◆ **Records supplied**:
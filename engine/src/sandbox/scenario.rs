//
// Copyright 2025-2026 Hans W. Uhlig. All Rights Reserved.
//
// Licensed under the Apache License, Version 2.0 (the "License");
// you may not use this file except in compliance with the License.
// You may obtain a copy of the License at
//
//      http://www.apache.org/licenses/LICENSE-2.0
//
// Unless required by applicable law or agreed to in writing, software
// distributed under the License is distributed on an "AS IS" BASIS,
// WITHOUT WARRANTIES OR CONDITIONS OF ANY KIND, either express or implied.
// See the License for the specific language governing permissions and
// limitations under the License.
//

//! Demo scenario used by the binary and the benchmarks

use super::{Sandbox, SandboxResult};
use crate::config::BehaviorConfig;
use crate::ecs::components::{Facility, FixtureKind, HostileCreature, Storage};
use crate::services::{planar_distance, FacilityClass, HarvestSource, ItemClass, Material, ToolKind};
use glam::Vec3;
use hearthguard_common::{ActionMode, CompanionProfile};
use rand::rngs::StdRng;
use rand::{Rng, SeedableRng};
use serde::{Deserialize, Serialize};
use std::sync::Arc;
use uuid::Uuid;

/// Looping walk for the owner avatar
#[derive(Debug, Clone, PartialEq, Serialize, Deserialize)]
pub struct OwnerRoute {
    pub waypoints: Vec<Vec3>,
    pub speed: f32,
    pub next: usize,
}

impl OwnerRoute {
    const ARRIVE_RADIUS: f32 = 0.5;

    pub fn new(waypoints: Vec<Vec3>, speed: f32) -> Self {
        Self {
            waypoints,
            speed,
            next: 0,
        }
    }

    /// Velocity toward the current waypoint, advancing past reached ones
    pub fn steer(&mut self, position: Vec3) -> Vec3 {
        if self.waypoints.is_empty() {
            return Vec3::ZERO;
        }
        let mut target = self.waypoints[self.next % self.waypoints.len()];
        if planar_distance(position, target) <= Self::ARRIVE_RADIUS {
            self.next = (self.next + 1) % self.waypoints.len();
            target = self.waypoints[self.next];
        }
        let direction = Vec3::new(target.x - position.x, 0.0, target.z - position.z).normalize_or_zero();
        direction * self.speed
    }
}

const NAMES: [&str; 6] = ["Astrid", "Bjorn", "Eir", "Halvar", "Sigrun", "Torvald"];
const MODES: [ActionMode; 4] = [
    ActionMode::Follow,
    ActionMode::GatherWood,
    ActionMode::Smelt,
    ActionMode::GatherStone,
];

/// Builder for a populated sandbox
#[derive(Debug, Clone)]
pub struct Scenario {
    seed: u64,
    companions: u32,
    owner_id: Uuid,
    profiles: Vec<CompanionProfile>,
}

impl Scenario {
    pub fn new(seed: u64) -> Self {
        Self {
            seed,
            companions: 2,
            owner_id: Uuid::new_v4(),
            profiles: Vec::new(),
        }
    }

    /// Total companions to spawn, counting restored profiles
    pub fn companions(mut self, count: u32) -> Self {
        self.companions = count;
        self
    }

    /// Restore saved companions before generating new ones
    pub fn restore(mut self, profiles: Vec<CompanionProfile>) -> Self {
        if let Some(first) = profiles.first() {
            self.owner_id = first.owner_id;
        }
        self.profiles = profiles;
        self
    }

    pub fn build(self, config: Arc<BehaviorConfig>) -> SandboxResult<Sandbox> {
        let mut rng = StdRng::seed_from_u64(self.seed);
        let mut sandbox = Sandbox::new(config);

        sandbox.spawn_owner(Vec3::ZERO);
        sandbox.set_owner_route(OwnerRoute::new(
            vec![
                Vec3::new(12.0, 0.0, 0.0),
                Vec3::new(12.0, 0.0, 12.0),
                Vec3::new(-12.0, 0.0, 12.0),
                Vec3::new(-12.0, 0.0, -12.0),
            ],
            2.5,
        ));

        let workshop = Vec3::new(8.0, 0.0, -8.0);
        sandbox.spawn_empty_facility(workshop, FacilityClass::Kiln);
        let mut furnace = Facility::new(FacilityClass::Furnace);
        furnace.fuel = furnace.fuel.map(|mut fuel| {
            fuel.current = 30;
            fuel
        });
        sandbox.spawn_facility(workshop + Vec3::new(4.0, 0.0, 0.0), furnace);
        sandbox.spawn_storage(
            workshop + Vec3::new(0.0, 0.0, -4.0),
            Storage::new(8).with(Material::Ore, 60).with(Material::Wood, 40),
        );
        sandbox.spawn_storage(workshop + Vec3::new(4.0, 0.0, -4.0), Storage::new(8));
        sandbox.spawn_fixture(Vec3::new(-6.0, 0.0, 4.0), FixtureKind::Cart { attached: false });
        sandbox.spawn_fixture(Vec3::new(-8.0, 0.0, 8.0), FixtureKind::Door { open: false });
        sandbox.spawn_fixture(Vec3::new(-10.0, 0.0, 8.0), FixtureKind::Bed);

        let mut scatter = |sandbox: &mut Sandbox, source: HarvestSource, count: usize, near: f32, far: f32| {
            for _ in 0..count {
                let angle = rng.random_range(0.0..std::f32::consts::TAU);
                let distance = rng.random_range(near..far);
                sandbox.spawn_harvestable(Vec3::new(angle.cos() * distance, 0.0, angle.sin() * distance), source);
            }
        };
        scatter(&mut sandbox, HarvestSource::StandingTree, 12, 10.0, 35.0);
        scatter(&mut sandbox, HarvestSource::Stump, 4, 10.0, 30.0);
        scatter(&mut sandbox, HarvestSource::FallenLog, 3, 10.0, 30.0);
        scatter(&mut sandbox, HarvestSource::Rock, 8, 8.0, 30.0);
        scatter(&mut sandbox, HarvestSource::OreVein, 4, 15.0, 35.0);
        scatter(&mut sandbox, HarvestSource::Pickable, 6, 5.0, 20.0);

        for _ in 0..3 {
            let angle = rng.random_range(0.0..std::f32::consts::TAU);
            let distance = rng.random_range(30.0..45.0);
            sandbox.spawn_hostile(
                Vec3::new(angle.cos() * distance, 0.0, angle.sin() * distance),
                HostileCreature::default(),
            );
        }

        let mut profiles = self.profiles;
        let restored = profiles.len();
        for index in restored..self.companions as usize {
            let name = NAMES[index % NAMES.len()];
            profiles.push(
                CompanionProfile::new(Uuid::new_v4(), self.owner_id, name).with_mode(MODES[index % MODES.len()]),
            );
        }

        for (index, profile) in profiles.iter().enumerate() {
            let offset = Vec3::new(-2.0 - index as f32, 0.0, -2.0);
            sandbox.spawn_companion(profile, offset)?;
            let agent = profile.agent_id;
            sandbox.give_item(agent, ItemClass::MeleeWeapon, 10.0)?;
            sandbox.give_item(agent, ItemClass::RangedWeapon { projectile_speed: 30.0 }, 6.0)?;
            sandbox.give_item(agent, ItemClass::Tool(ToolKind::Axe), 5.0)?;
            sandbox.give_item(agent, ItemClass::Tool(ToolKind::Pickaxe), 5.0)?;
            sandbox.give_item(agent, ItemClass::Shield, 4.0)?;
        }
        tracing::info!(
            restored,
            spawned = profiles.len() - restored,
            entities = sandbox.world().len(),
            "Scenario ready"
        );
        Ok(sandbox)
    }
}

◆ **Aim of the exercise**:
Return each line of the preceding material in which "current" can be found.

◆ **Answer to the problem**:
    /// Velocity toward the current waypoint, advancing past reached ones
            fuel.current = 30;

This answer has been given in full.